→ **Task item**:
Search the data for the word "with" and copy each line that has it.
*** Begin section ***
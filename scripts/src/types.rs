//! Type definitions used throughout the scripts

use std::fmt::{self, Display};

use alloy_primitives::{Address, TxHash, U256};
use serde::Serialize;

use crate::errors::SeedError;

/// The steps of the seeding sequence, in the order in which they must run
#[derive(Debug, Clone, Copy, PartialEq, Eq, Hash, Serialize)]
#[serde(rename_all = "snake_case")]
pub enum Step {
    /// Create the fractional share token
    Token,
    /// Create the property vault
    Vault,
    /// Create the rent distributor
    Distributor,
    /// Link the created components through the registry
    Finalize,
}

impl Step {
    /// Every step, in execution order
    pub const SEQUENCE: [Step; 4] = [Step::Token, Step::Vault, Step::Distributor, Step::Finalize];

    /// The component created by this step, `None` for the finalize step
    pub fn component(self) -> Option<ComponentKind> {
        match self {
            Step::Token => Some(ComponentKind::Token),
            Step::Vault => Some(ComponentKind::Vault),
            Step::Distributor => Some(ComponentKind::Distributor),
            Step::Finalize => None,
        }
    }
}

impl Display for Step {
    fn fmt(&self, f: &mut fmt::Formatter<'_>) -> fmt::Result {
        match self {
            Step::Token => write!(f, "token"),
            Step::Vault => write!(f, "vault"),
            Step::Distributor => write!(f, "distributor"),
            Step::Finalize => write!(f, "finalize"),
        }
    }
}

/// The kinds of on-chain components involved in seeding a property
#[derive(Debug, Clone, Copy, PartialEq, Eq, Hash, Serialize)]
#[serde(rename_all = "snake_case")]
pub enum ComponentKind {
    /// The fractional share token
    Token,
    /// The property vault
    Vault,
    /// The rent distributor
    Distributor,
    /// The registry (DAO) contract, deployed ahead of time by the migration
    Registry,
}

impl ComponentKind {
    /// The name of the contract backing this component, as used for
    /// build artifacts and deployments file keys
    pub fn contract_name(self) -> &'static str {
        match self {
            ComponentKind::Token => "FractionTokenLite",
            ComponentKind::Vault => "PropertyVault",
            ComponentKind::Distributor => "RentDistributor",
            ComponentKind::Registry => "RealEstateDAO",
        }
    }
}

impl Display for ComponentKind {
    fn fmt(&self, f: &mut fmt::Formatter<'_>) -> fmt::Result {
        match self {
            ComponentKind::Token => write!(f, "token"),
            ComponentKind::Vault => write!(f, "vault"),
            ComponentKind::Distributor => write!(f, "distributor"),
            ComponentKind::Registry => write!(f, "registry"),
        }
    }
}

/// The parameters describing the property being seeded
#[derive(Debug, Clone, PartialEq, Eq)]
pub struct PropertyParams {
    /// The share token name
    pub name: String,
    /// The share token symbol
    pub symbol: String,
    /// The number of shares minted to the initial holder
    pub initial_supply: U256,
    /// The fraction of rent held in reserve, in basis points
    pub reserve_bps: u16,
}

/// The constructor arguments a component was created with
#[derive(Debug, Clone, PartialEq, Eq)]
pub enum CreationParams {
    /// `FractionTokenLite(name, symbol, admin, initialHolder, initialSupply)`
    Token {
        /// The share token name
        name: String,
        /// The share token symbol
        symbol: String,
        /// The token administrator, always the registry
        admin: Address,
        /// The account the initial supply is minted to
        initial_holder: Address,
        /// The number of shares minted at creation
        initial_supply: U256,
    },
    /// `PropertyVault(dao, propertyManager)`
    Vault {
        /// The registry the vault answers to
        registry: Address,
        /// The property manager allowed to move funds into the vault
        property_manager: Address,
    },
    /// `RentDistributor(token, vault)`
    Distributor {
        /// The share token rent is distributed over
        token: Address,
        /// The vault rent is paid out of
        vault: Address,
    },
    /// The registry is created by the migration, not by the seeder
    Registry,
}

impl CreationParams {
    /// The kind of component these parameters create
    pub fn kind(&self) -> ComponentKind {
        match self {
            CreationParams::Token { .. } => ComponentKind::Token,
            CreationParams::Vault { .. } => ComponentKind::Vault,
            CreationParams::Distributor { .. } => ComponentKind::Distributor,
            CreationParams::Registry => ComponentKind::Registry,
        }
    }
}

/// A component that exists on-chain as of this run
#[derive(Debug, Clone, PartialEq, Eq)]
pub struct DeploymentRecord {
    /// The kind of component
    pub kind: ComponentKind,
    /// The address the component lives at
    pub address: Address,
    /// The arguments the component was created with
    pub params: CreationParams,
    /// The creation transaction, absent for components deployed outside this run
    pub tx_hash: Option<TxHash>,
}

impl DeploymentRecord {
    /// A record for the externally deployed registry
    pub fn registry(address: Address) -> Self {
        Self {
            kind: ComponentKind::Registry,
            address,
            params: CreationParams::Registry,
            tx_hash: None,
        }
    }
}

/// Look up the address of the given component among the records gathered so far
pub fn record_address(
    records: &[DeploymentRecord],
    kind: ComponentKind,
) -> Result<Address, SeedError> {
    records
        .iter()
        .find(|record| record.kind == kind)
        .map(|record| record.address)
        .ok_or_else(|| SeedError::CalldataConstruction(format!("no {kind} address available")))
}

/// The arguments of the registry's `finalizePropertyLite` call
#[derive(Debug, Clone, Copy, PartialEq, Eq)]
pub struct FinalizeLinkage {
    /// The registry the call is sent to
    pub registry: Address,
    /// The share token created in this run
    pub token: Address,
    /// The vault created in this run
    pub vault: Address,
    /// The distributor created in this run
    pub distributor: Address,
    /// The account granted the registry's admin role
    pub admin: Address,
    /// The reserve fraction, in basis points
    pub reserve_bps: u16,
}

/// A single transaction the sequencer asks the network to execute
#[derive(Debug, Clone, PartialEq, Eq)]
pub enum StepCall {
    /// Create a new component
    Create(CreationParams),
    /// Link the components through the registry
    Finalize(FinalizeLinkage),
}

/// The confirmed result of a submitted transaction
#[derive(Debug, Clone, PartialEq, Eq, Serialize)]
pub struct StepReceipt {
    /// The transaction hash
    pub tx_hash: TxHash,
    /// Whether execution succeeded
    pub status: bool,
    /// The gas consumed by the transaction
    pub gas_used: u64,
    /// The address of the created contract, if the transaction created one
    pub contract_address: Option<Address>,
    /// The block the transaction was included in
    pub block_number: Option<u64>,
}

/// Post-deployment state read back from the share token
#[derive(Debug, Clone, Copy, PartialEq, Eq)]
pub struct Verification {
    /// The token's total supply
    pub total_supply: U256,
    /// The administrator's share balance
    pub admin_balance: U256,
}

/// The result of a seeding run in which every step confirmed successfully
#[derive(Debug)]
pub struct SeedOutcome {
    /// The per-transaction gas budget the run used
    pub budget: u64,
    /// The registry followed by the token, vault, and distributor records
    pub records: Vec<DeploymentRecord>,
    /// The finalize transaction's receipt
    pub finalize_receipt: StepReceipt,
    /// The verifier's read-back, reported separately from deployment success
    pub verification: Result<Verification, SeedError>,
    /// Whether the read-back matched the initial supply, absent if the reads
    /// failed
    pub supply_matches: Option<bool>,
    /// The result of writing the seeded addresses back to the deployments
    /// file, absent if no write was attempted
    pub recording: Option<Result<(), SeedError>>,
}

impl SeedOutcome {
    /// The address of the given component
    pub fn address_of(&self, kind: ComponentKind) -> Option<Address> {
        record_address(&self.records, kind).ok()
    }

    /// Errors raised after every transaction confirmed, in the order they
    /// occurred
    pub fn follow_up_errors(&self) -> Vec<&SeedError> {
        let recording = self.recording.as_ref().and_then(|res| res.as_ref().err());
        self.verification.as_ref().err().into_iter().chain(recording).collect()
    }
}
*** End section ***
→ **Task answer**:
/// The constructor arguments a component was created with
    /// The arguments the component was created with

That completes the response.